New Group @ Theatre Row (see Off Broadway). By Jonathan Marc Sherman. Dir. Ethan Hawke. With Hawke, Vincent D’Onofrio, Zoe Kazan. 1hr 40mins. No intermission.
In a program note to Clive, Jonathan Marc Sherman’s Brecht-on-the-Bowery version of Baal (1918), he slyly notes that he “worked from a literal translation courtesy of Google Translate.” How I’d rather see that text onstage, untouched. It probably would have been tangier and more surprising than the self-indulgent, quite boring experiment that leading man and director Ethan Hawke has thrown together for the New Group with a bunch of his pals.
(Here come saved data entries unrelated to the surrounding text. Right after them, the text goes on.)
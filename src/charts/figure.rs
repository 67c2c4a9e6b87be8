//! Declarative figure model.
//!
//! A `Figure` says *what* to draw (grid of subplots, traces, titles, legend
//! policy) and nothing about *how*. The terminal sketcher, the HTML page and
//! the TUI each turn the same description into their own drawing calls, and
//! tests can inspect a figure without any renderer.

use serde::{Deserialize, Serialize};

use crate::stats::BoxSummary;

/// Zero-based subplot position (row 0 is the top row).
#[derive(Debug, Clone, Copy, PartialEq, Eq, PartialOrd, Ord, Hash, Serialize, Deserialize)]
pub struct Cell {
    pub row: usize,
    pub col: usize,
}

impl Cell {
    pub const ORIGIN: Cell = Cell { row: 0, col: 0 };

    pub fn new(row: usize, col: usize) -> Self {
        Self { row, col }
    }
}

#[derive(Debug, Clone, Copy, PartialEq, Eq, Serialize, Deserialize)]
#[serde(rename_all = "lowercase")]
pub enum Axis {
    X,
    Y,
}

/// Title attached to one axis of one subplot.
#[derive(Debug, Clone, PartialEq, Serialize, Deserialize)]
pub struct AxisTitle {
    pub cell: Cell,
    pub axis: Axis,
    pub text: String,
}

#[derive(Debug, Clone, Copy, PartialEq, Eq, Serialize, Deserialize)]
#[serde(rename_all = "lowercase")]
pub enum BarMode {
    Stack,
    Group,
}

#[derive(Debug, Clone, Copy, PartialEq, Serialize, Deserialize)]
pub struct Margin {
    pub top: u32,
    pub left: u32,
    pub right: u32,
    pub bottom: u32,
}

/// Subplot grid.
#[derive(Debug, Clone, PartialEq, Serialize, Deserialize)]
pub struct GridSpec {
    pub rows: usize,
    pub cols: usize,
    pub shared_x: bool,
    pub shared_y: bool,
    pub horizontal_spacing: f64,
    pub vertical_spacing: f64,
    /// One entry per column of a single-row grid (empty when untitled).
    pub subplot_titles: Vec<String>,
}

impl GridSpec {
    /// A single plot.
    pub fn single() -> Self {
        Self {
            rows: 1,
            cols: 1,
            shared_x: false,
            shared_y: false,
            horizontal_spacing: 0.0,
            vertical_spacing: 0.0,
            subplot_titles: Vec::new(),
        }
    }
}

#[derive(Debug, Clone, PartialEq, Serialize, Deserialize)]
pub struct Layout {
    pub title: Option<String>,
    pub width: Option<u32>,
    pub height: Option<u32>,
    pub grid: GridSpec,
    pub axis_titles: Vec<AxisTitle>,
    pub bar_mode: Option<BarMode>,
    pub show_legend: bool,
    pub legend_title: Option<String>,
    pub margin: Option<Margin>,
}

#[derive(Debug, Clone, PartialEq, Serialize, Deserialize)]
pub struct Marker {
    pub color: String,
    pub opacity: f64,
    pub size: f64,
}

#[derive(Debug, Clone, PartialEq, Serialize, Deserialize)]
pub struct ScatterTrace {
    pub name: String,
    pub cell: Cell,
    pub x: Vec<f64>,
    pub y: Vec<f64>,
    pub marker: Marker,
    pub show_legend: bool,
}

#[derive(Debug, Clone, PartialEq, Serialize, Deserialize)]
pub struct BarTrace {
    pub name: String,
    pub cell: Cell,
    pub x: Vec<String>,
    pub y: Vec<f64>,
    pub color: String,
    pub show_legend: bool,
}

#[derive(Debug, Clone, PartialEq, Serialize, Deserialize)]
pub struct BoxTrace {
    pub name: String,
    pub cell: Cell,
    pub y: Vec<f64>,
    pub color: String,
    pub show_legend: bool,
    /// Precomputed geometry for back-ends that do not compute quartiles themselves.
    pub summary: Option<BoxSummary>,
}

#[derive(Debug, Clone, PartialEq, Serialize, Deserialize)]
#[serde(tag = "type", rename_all = "lowercase")]
pub enum Trace {
    Scatter(ScatterTrace),
    Bar(BarTrace),
    Box(BoxTrace),
}

impl Trace {
    pub fn cell(&self) -> Cell {
        match self {
            Trace::Scatter(t) => t.cell,
            Trace::Bar(t) => t.cell,
            Trace::Box(t) => t.cell,
        }
    }

    pub fn name(&self) -> &str {
        match self {
            Trace::Scatter(t) => &t.name,
            Trace::Bar(t) => &t.name,
            Trace::Box(t) => &t.name,
        }
    }

    pub fn show_legend(&self) -> bool {
        match self {
            Trace::Scatter(t) => t.show_legend,
            Trace::Bar(t) => t.show_legend,
            Trace::Box(t) => t.show_legend,
        }
    }

    pub fn color(&self) -> &str {
        match self {
            Trace::Scatter(t) => &t.marker.color,
            Trace::Bar(t) => &t.color,
            Trace::Box(t) => &t.color,
        }
    }
}

#[derive(Debug, Clone, PartialEq, Serialize, Deserialize)]
pub struct Figure {
    pub layout: Layout,
    pub traces: Vec<Trace>,
}

impl Figure {
    /// Distinct cells holding at least one trace, in row-major order.
    pub fn populated_cells(&self) -> Vec<Cell> {
        let mut cells: Vec<Cell> = self.traces.iter().map(Trace::cell).collect();
        cells.sort();
        cells.dedup();
        cells
    }

    pub fn traces_in(&self, cell: Cell) -> impl Iterator<Item = &Trace> + '_ {
        self.traces.iter().filter(move |t| t.cell() == cell)
    }

    pub fn axis_title(&self, cell: Cell, axis: Axis) -> Option<&str> {
        self.layout
            .axis_titles
            .iter()
            .find(|t| t.cell == cell && t.axis == axis)
            .map(|t| t.text.as_str())
    }

    /// Subplot title when there is one, otherwise `y vs x` from the nearest
    /// edge axis titles (inner cells of a shared grid carry none of their own).
    pub fn cell_label(&self, cell: Cell) -> String {
        let grid = &self.layout.grid;
        if grid.rows == 1 {
            if let Some(title) = grid.subplot_titles.get(cell.col) {
                return title.clone();
            }
        }

        let y = self
            .axis_title(cell, Axis::Y)
            .or_else(|| self.axis_title(Cell::new(cell.row, 0), Axis::Y));
        let x = self
            .axis_title(cell, Axis::X)
            .or_else(|| self.axis_title(Cell::new(grid.rows.saturating_sub(1), cell.col), Axis::X));

        match (y, x) {
            (Some(y), Some(x)) => format!("{y} vs {x}"),
            (Some(y), None) => y.to_string(),
            (None, Some(x)) => x.to_string(),
            (None, None) => String::new(),
        }
    }
}

#[cfg(test)]
mod tests {
    use super::*;

    fn grid_figure(axis_titles: Vec<AxisTitle>) -> Figure {
        Figure {
            layout: Layout {
                title: None,
                width: None,
                height: None,
                grid: GridSpec {
                    rows: 3,
                    cols: 3,
                    ..GridSpec::single()
                },
                axis_titles,
                bar_mode: None,
                show_legend: false,
                legend_title: None,
                margin: None,
            },
            traces: Vec::new(),
        }
    }

    #[test]
    fn inner_cells_borrow_edge_axis_titles() {
        let fig = grid_figure(vec![
            AxisTitle {
                cell: Cell::new(2, 1),
                axis: Axis::X,
                text: "clicks".to_string(),
            },
            AxisTitle {
                cell: Cell::new(1, 0),
                axis: Axis::Y,
                text: "clicks".to_string(),
            },
            AxisTitle {
                cell: Cell::new(2, 0),
                axis: Axis::Y,
                text: "spent".to_string(),
            },
        ]);
        assert_eq!(fig.cell_label(Cell::new(2, 1)), "spent vs clicks");
        assert_eq!(fig.cell_label(Cell::new(1, 0)), "clicks");
    }

    #[test]
    fn single_row_uses_subplot_titles() {
        let mut fig = grid_figure(Vec::new());
        fig.layout.grid.rows = 1;
        fig.layout.grid.subplot_titles = vec!["Spent per Campaign".to_string()];
        assert_eq!(fig.cell_label(Cell::ORIGIN), "Spent per Campaign");
    }
}
//! The assembled dashboard: an ordered list of blocks plus the data behind them.
//!
//! We keep presentation-neutral structure here so:
//! - the pipeline produces one value that every back-end can consume
//! - the JSON export is simply this structure serialised

use serde::Serialize;

use crate::analysis::{CampaignGenderSummary, GenderSummary, find_gender};
use crate::charts::Figure;
use crate::domain::{CampaignId, Gender};
use crate::stats::{GenderCtrTests, PublishedResults};

pub mod commentary;
pub mod format;

pub use format::format_dashboard;

/// One labelled number pair.
#[derive(Debug, Clone, PartialEq, Serialize)]
pub struct MetricCallout {
    pub label: String,
    pub value: String,
}

/// A row of the campaign × gender summary table.
#[derive(Debug, Clone, PartialEq, Serialize)]
pub struct CampaignSummaryRow {
    pub campaign_id: CampaignId,
    pub gender: Gender,
    pub clicks: u64,
    pub spent: f64,
    pub approved_conversion: u64,
    pub conversion_rate: f64,
}

#[derive(Debug, Clone, PartialEq, Serialize)]
#[serde(tag = "block", rename_all = "snake_case")]
pub enum Block {
    Title { text: String },
    Subheader { text: String },
    Markdown { text: String },
    /// A warning shown in place of content that could not be produced.
    Notice { text: String },
    Figure { figure: Figure },
    /// Blocks laid out side by side.
    Columns { columns: Vec<Vec<Block>> },
    Metrics { items: Vec<MetricCallout> },
    CampaignSummary { rows: Vec<CampaignSummaryRow> },
}

impl Block {
    pub fn title(text: impl Into<String>) -> Self {
        Block::Title { text: text.into() }
    }

    pub fn subheader(text: impl Into<String>) -> Self {
        Block::Subheader { text: text.into() }
    }

    pub fn markdown(text: impl Into<String>) -> Self {
        Block::Markdown { text: text.into() }
    }

    /// Short label for lists (TUI navigation, logs).
    pub fn label(&self) -> String {
        match self {
            Block::Title { text } | Block::Subheader { text } => text.clone(),
            Block::Markdown { text } => first_line(text),
            Block::Notice { text } => format!("⚠ {}", first_line(text)),
            Block::Figure { figure } => figure.layout.title.clone().unwrap_or_else(|| "Figure".to_string()),
            Block::Columns { columns } => columns
                .iter()
                .filter_map(|col| col.first().map(Block::label))
                .collect::<Vec<_>>()
                .join(" | "),
            Block::Metrics { .. } => "Key metrics".to_string(),
            Block::CampaignSummary { .. } => "Campaign summary table".to_string(),
        }
    }
}

fn first_line(text: &str) -> String {
    text.lines().find(|l| !l.trim().is_empty()).unwrap_or("").trim().to_string()
}

/// Everything a run produces.
#[derive(Debug, Clone, Serialize)]
pub struct Dashboard {
    pub generated_at: String,
    pub rows_loaded: usize,
    /// The input had more rows than the analysis keeps.
    pub truncated: bool,
    pub blocks: Vec<Block>,
    pub gender_summary: Vec<GenderSummary>,
    pub campaign_summary: Vec<CampaignGenderSummary>,
    /// Historical numbers quoted by the commentary.
    pub published_stats: PublishedResults,
    pub recomputed_stats: Option<GenderCtrTests>,
}

impl Dashboard {
    /// All figures in page order, including those nested in columns.
    pub fn figures(&self) -> Vec<&Figure> {
        fn collect<'a>(blocks: &'a [Block], out: &mut Vec<&'a Figure>) {
            for b in blocks {
                match b {
                    Block::Figure { figure } => out.push(figure),
                    Block::Columns { columns } => columns.iter().for_each(|c| collect(c, out)),
                    _ => {}
                }
            }
        }
        let mut out = Vec::new();
        collect(&self.blocks, &mut out);
        out
    }

    pub fn notices(&self) -> Vec<&str> {
        self.blocks
            .iter()
            .filter_map(|b| match b {
                Block::Notice { text } => Some(text.as_str()),
                _ => None,
            })
            .collect()
    }
}

/// The two call-out columns: totals (clicks, spend) and rates (CTR, conversion).
///
/// Each value reads `M / F`; a gender absent from the data shows `-`.
pub fn gender_callouts(summary: &[GenderSummary]) -> (Vec<MetricCallout>, Vec<MetricCallout>) {
    let m = find_gender(summary, Gender::M);
    let f = find_gender(summary, Gender::F);

    let pair = |fmt: &dyn Fn(&GenderSummary) -> String| {
        let side = |s: Option<&GenderSummary>| s.map(fmt).unwrap_or_else(|| "-".to_string());
        format!("{} / {}", side(m), side(f))
    };
    let pct = |v: Option<f64>| v.map(|x| format!("{:.2}%", x * 100.0)).unwrap_or_else(|| "-".to_string());

    let totals = vec![
        MetricCallout {
            label: "Total Clicks (M/F)".to_string(),
            value: pair(&|s| s.totals.clicks.to_string()),
        },
        MetricCallout {
            label: "Total Spend (M/F)".to_string(),
            value: pair(&|s| format!("${:.2}", s.totals.spent)),
        },
    ];
    let rates = vec![
        MetricCallout {
            label: "CTR (M/F)".to_string(),
            value: pair(&|s| pct(s.ctr)),
        },
        MetricCallout {
            label: "Conversion Rate (M/F)".to_string(),
            value: pair(&|s| pct(Some(s.conversion_rate))),
        },
    ];
    (totals, rates)
}

pub fn campaign_summary_rows(groups: &[CampaignGenderSummary]) -> Vec<CampaignSummaryRow> {
    groups
        .iter()
        .map(|g| CampaignSummaryRow {
            campaign_id: g.campaign_id.clone(),
            gender: g.gender,
            clicks: g.totals.clicks,
            spent: g.totals.spent,
            approved_conversion: g.totals.approved_conversion,
            conversion_rate: g.conversion_rate,
        })
        .collect()
}
//! CSV ingest.
//!
//! Turns the advertising export into `AdRecord`s:
//! - **Strict schema** for the seven required columns (clear errors + exit code 2)
//! - **Truncation**: only the first `ROW_LIMIT` data rows are consumed; later rows are never parsed
//! - **Missing cells stay missing**: an empty numeric cell becomes `None`
//! - **Malformed cells stop the run**: a non-numeric count or an unknown gender is reported
//!   with its line number and aborts (exit code 2)

use std::collections::HashMap;
use std::fs::File;
use std::io::Read;
use std::path::Path;

use csv::StringRecord;
use tracing::{debug, info};

use crate::domain::{AdRecord, CampaignId, Gender, ROW_LIMIT};
use crate::error::AppError;

/// Canonical column names and the header spellings accepted for each.
const COLUMNS: [(&str, &[&str]); 7] = [
    ("campaign_id", &["campaign_id", "xyz_campaign_id", "campaign"]),
    ("gender", &["gender"]),
    ("impressions", &["impressions"]),
    ("clicks", &["clicks"]),
    ("spent", &["spent", "spend"]),
    ("total_conversion", &["total_conversion", "total_conversions"]),
    ("approved_conversion", &["approved_conversion", "approved_conversions"]),
];

/// Ingest output: the truncated table plus a little bookkeeping for logs/reports.
#[derive(Debug, Clone)]
pub struct IngestedData {
    pub records: Vec<AdRecord>,
    /// True when the input had more than `ROW_LIMIT` data rows.
    pub truncated: bool,
}

/// Load the input file.
pub fn load_records(path: &Path) -> Result<IngestedData, AppError> {
    let file = File::open(path)
        .map_err(|e| AppError::new(2, format!("Failed to open CSV '{}': {e}", path.display())))?;
    info!(path = %path.display(), "loading advertising data");
    load_records_from_reader(file)
}

/// Load records from any reader (file, in-memory buffer, stdin).
pub fn load_records_from_reader<R: Read>(reader: R) -> Result<IngestedData, AppError> {
    let mut reader = csv::ReaderBuilder::new()
        .flexible(true)
        .trim(csv::Trim::All)
        .from_reader(reader);

    let headers = reader
        .headers()
        .map_err(|e| AppError::new(2, format!("Failed to read CSV headers: {e}")))?
        .clone();
    let columns = resolve_columns(&headers)?;

    let mut records = Vec::new();
    let mut truncated = false;

    for (idx, result) in reader.records().enumerate() {
        if idx == ROW_LIMIT {
            // Only peek that another row exists; its fields are never parsed.
            truncated = true;
            break;
        }

        let record = result.map_err(|e| AppError::new(2, format!("CSV parse error: {e}")))?;
        // Physical line where the record starts; quoted fields may span lines.
        let line = record.position().map_or(idx as u64 + 2, |p| p.line());
        let row = parse_row(&record, &columns).map_err(|msg| AppError::new(2, format!("Line {line}: {msg}")))?;
        records.push(row);
    }

    if records.is_empty() {
        return Err(AppError::new(3, "Input file contains no data rows."));
    }

    info!(rows = records.len(), truncated, "advertising data loaded");
    Ok(IngestedData { records, truncated })
}

/// Column positions for the required fields.
#[derive(Debug, Clone)]
struct ColumnMap(HashMap<&'static str, usize>);

impl ColumnMap {
    fn index(&self, name: &'static str) -> usize {
        // Every canonical name is inserted by `resolve_columns`.
        self.0.get(name).copied().unwrap_or(usize::MAX)
    }
}

fn resolve_columns(headers: &StringRecord) -> Result<ColumnMap, AppError> {
    let normalized: Vec<String> = headers.iter().map(normalize_header_name).collect();

    let mut map = HashMap::new();
    for (canonical, aliases) in COLUMNS {
        let idx = normalized
            .iter()
            .position(|h| aliases.contains(&h.as_str()))
            .ok_or_else(|| AppError::new(2, format!("Missing required column: `{canonical}`")))?;
        debug!(column = canonical, index = idx, "resolved column");
        map.insert(canonical, idx);
    }
    Ok(ColumnMap(map))
}

fn normalize_header_name(name: &str) -> String {
    // Spreadsheet exports sometimes prefix the first header with a UTF-8 BOM.
    let name = name.trim().trim_start_matches('\u{feff}');
    name.to_ascii_lowercase()
}

fn parse_row(record: &StringRecord, columns: &ColumnMap) -> Result<AdRecord, String> {
    let campaign_id = get_required(record, columns, "campaign_id")?;
    let gender_raw = get_required(record, columns, "gender")?;
    let gender = Gender::parse(gender_raw).ok_or_else(|| format!("Invalid `gender` value '{gender_raw}' (expected M or F)."))?;

    Ok(AdRecord {
        campaign_id: CampaignId::new(campaign_id),
        gender,
        impressions: parse_count(record, columns, "impressions")?,
        clicks: parse_count(record, columns, "clicks")?,
        spent: parse_amount(record, columns, "spent")?,
        total_conversion: parse_count(record, columns, "total_conversion")?,
        approved_conversion: parse_count(record, columns, "approved_conversion")?,
    })
}

fn get_required<'a>(record: &'a StringRecord, columns: &ColumnMap, name: &'static str) -> Result<&'a str, String> {
    get_optional(record, columns, name).ok_or_else(|| format!("Missing required value: `{name}`"))
}

fn get_optional<'a>(record: &'a StringRecord, columns: &ColumnMap, name: &'static str) -> Option<&'a str> {
    record
        .get(columns.index(name))
        .map(str::trim)
        .filter(|s| !s.is_empty() && !s.eq_ignore_ascii_case("nan"))
}

/// Parse a non-negative count. Integral floats such as `12.0` are accepted.
fn parse_count(record: &StringRecord, columns: &ColumnMap, name: &'static str) -> Result<Option<u64>, String> {
    let Some(raw) = get_optional(record, columns, name) else {
        return Ok(None);
    };
    if let Ok(v) = raw.parse::<u64>() {
        return Ok(Some(v));
    }
    match raw.parse::<f64>() {
        Ok(v) if v.is_finite() && v >= 0.0 && v.fract() == 0.0 => Ok(Some(v as u64)),
        _ => Err(format!("Invalid `{name}` value '{raw}' (expected a non-negative count).")),
    }
}

fn parse_amount(record: &StringRecord, columns: &ColumnMap, name: &'static str) -> Result<Option<f64>, String> {
    let Some(raw) = get_optional(record, columns, name) else {
        return Ok(None);
    };
    match raw.parse::<f64>() {
        Ok(v) if v.is_finite() => Ok(Some(v)),
        _ => Err(format!("Invalid `{name}` value '{raw}'.")),
    }
}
While you have to give Sherman and Hawke some credit for tackling an obscure and unlovable play, the result is so stultifying and smug, you wish they had strangled it in the studio.
The original Baal, penned when Brecht was still a leather-jacketed Weimar punk swooning over Wedekind and unsullied by Marx, is hard enough to appreciate on its own sneering merits. The title character is a self-adoring, hedonistic troubadour who fornicates his way through several women without a care for their well-being, eventually degenerating into a rapist and killer and dying an abject wastrel. Also, there are songs. By appropriating its plot elements and moving the action to the East Village in the ’90s, Sherman doesn’t shed light on the source, he just underscores the narcissism underlying the project. Hawke’s platinum-blond Clive strums his guitar wanly at gigs, beds Zoe Kazan’s grating woman-child and generally makes a pretentious ass of himself.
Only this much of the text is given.